Three capacitors $C_1,C_2$ and $C_3$ of capacitance $4\mu \text{F}$, $3\mu \text{F}$ and $6\mu \text{F}$ are charged upto a potential difference of $5\text{V},6\text{V}$ and $4\text{V}$ respectively.

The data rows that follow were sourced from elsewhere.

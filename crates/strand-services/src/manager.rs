//! Connection management — serialize handshake attempts per neighbor.
//!
//! The per-neighbor attempt lock is the only handshake serialization point
//! in a node: concurrent triggers (coordinator retargets, lazy connects from
//! the forwarding engine) collapse into a single offer on the wire.

use std::net::SocketAddr;
use std::sync::Arc;
use std::time::Duration;

use crate::link::{Link, LinkError, LinkState, LinkTable};

/// The seam to the control plane: how an offer leaves the node.
/// strandd implements this over its coordinator connection; tests use fakes.
pub trait Signaler: Send + Sync {
    fn send_offer(&self, to: &str) -> Result<(), LinkError>;
}

pub struct ConnectionManager {
    self_name: String,
    links: LinkTable,
    signaler: Arc<dyn Signaler>,
    connect_timeout: Duration,
}

impl ConnectionManager {
    pub fn new(
        self_name: String,
        links: LinkTable,
        signaler: Arc<dyn Signaler>,
        connect_timeout: Duration,
    ) -> Arc<Self> {
        Arc::new(Self {
            self_name,
            links,
            signaler,
            connect_timeout,
        })
    }

    pub fn links(&self) -> &LinkTable {
        &self.links
    }

    /// Coordinator retarget handler. Fire-and-forget: the handshake wait
    /// runs on its own task so the caller (the control dispatcher, which
    /// also delivers the answer) is never blocked.
    ///
    /// No-ops: the neighbor is self, the link is already connected or
    /// connecting, or another attempt holds the lock.
    pub fn on_neighbor_update(self: Arc<Self>, next: &str) {
        if next == self.self_name {
            return;
        }
        let link = self.links.link(next);
        match link.state() {
            LinkState::Connected(_) | LinkState::Connecting => return,
            LinkState::Idle | LinkState::Failed => {}
        }
        if link.attempt.try_lock().is_err() {
            return;
        }

        let peer = next.to_string();
        tokio::spawn(async move {
            if let Err(e) = self.ensure_connected(&peer).await {
                tracing::warn!(%peer, error = %e, "neighbor connect failed");
            }
        });
    }

    /// Connect-on-demand. Returns the neighbor's payload endpoint once the
    /// link is Connected, racing nothing: either this call owns the attempt
    /// or it waits on the owner's outcome.
    pub async fn ensure_connected(&self, peer: &str) -> Result<SocketAddr, LinkError> {
        if peer == self.self_name {
            return Err(LinkError::SelfLink(peer.to_string()));
        }
        let link = self.links.link(peer);
        if let Some(addr) = link.connected_endpoint() {
            return Ok(addr);
        }

        let result = match link.attempt.try_lock() {
            Ok(_guard) => {
                link.set_connecting();
                tracing::debug!(peer, "sending offer");
                if let Err(e) = self.signaler.send_offer(peer) {
                    link.fail();
                    return Err(e);
                }
                match self.wait_connected(peer, &link).await {
                    Ok(addr) => Ok(addr),
                    Err(e @ LinkError::SignalerClosed) => {
                        link.fail();
                        Err(e)
                    }
                    Err(e) => {
                        // close the channel, return to a retryable state
                        link.reset();
                        Err(e)
                    }
                }
            }
            // another attempt is in flight, wait for its outcome
            Err(_) => self.wait_connected(peer, &link).await,
        };
        result
    }

    async fn wait_connected(&self, peer: &str, link: &Arc<Link>) -> Result<SocketAddr, LinkError> {
        let mut rx = link.subscribe();
        let wait = rx.wait_for(|s| matches!(s, LinkState::Connected(_)));
        let result = match tokio::time::timeout(self.connect_timeout, wait).await {
            Ok(Ok(state)) => match &*state {
                LinkState::Connected(addr) => Ok(*addr),
                _ => unreachable!("wait_for admits only Connected"),
            },
            Ok(Err(_)) => Err(LinkError::SignalerClosed),
            Err(_) => Err(LinkError::ConnectTimeout {
                peer: peer.to_string(),
                secs: self.connect_timeout.as_secs(),
            }),
        };
        result
    }
}
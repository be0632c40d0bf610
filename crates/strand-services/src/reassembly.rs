//! Unit reassembly — collects chunks until a payload unit is whole.
//!
//! Buffers are keyed by `(origin, sequence)` and destroyed the instant the
//! unit completes. Incomplete buffers are aged out so a unit that never
//! completes cannot leak memory.

use std::collections::HashMap;
use std::time::{Duration, Instant};

use bytes::{Bytes, BytesMut};
use tokio::sync::Mutex;

use crate::codec::WireChunk;
use crate::unit::{PayloadUnit, UnitKey, UnitKind};

pub struct UnitReassembler {
    active: Mutex<HashMap<UnitKey, Assembly>>,
    timeout: Duration,
}

struct Assembly {
    kind: UnitKind,
    total_chunks: u32,
    chunks: HashMap<u32, Bytes>,
    started_at: Instant,
}

impl UnitReassembler {
    pub fn new(timeout: Duration) -> Self {
        Self {
            active: Mutex::new(HashMap::new()),
            timeout,
        }
    }

    /// Insert one chunk. Returns the completed unit once all
    /// `total_chunks` indices are present, in any arrival order.
    ///
    /// A duplicate index overwrites idempotently — never an error. A chunk
    /// whose `total_chunks` disagrees with the existing buffer for the same
    /// key is dropped; the first arrival fixed the unit's shape.
    pub async fn accept(&self, chunk: WireChunk) -> Option<PayloadUnit> {
        let key: UnitKey = (chunk.header.origin_id, chunk.header.sequence);
        let index = chunk.header.chunk_index;
        let total = chunk.header.total_chunks;
        let kind = chunk.kind();

        let mut active = self.active.lock().await;
        self.cleanup_stale(&mut active);

        let assembly = active.entry(key).or_insert_with(|| Assembly {
            kind,
            total_chunks: total,
            chunks: HashMap::new(),
            started_at: Instant::now(),
        });

        if assembly.total_chunks != total {
            tracing::warn!(
                origin = %hex::encode(&key.0[..8]),
                sequence = key.1,
                expected = assembly.total_chunks,
                got = total,
                "chunk disagrees on total count, dropping"
            );
            return None;
        }

        assembly.chunks.insert(index, chunk.bytes);

        if assembly.chunks.len() < assembly.total_chunks as usize {
            return None;
        }

        // complete: concatenate in index order and destroy the buffer
        let assembly = active.remove(&key).expect("assembly present");
        let mut bytes = BytesMut::with_capacity(
            assembly.chunks.values().map(|b| b.len()).sum(),
        );
        for index in 0..assembly.total_chunks {
            bytes.extend_from_slice(&assembly.chunks[&index]);
        }

        Some(PayloadUnit {
            origin: key.0,
            sequence: key.1,
            kind: assembly.kind,
            bytes: bytes.freeze(),
        })
    }

    /// Number of units currently mid-reassembly.
    pub async fn in_progress(&self) -> usize {
        self.active.lock().await.len()
    }

    fn cleanup_stale(&self, active: &mut HashMap<UnitKey, Assembly>) {
        let timeout = self.timeout;
        active.retain(|key, assembly| {
            let stale = assembly.started_at.elapsed() > timeout;
            if stale {
                tracing::warn!(
                    origin = %hex::encode(&key.0[..8]),
                    sequence = key.1,
                    received = assembly.chunks.len(),
                    total = assembly.total_chunks,
                    "discarding stale reassembly buffer"
                );
            }
            !stale
        });
    }
}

If terminal $\text{a}$ is connected with $\text{f}$, terminal $\text{e}$ is connected with $\text{d}$ and $\text{b}$ is conncted with $\text{c}$, then find the amount of heat produced in the circuit?

• A. $20\mu \text{J}$
• B. $2\mu \text{J}$
• C. $152\mu \text{J}$
• D. $150\mu \text{J}$

Answer 1

The correct option is D $150\mu \text{J}$

Let initial charges on caapcitors $C_1,C_2$ and $C_3$ are $q_1,q_2$ and $q_3$ respectively.
$q_1=4\times 5=20\mu \text{C}$,
$q_2=6\times 3=18\mu \text{C}$,
$q_3=6\times 4=24\mu \text{C}$.


Let $q$ amount charge flows in the circuit,


Applying $\text{KVL}$, to the loop $\text{PQRS}$,

$\frac{24-q}{6}+\frac{18-q}{3}+\frac{20-q}{4}=0$

$\Rightarrow 48-2q+72-4q+600-3q=0$

$\Rightarrow 180=9q$

$\therefore q=20\mu \text{C}$

Now the charges on capcitors $C_1,C_2$ and $C_3$ respectively,

$q_1^{\prime }=20-20=0$

$q_2^{\prime }=|18-20|=2\mu \text{C}$

$q_3^{\prime }=24-20=4\mu \text{C}$

We know that,
Heat produced $\left(H\right)=U_i-U_f$

Where, initial stored energy, $U_i=U_1+U_2+U_3$

$\Rightarrow U_i=\frac{q_1^2}{2C_1}+\frac{q_2^2}{2C_2}+\frac{q_3^2}{2C_3}$

$\Rightarrow U_i=\frac{{20}^2}{2\times 4}+\frac{{18}^2}{2\times 3}+\frac{{24}^2}{2\times 6}$

$\Rightarrow U_i=50+54+48=152\mu \text{J}$

Final stored energy,
$U_f=U_1^{\prime }+U_2^{\prime }+U_3^{\prime }$

$\Rightarrow U_f=\frac{0^2}{2\times 4}+\frac{2^2}{2\times 3}+\frac{4^2}{2\times 6}$

$\Rightarrow U_f=2\mu \text{J}$

$\therefore H=U_i-U_f=152-2=150\mu \text{J}$

Hence, option (d) is correct option.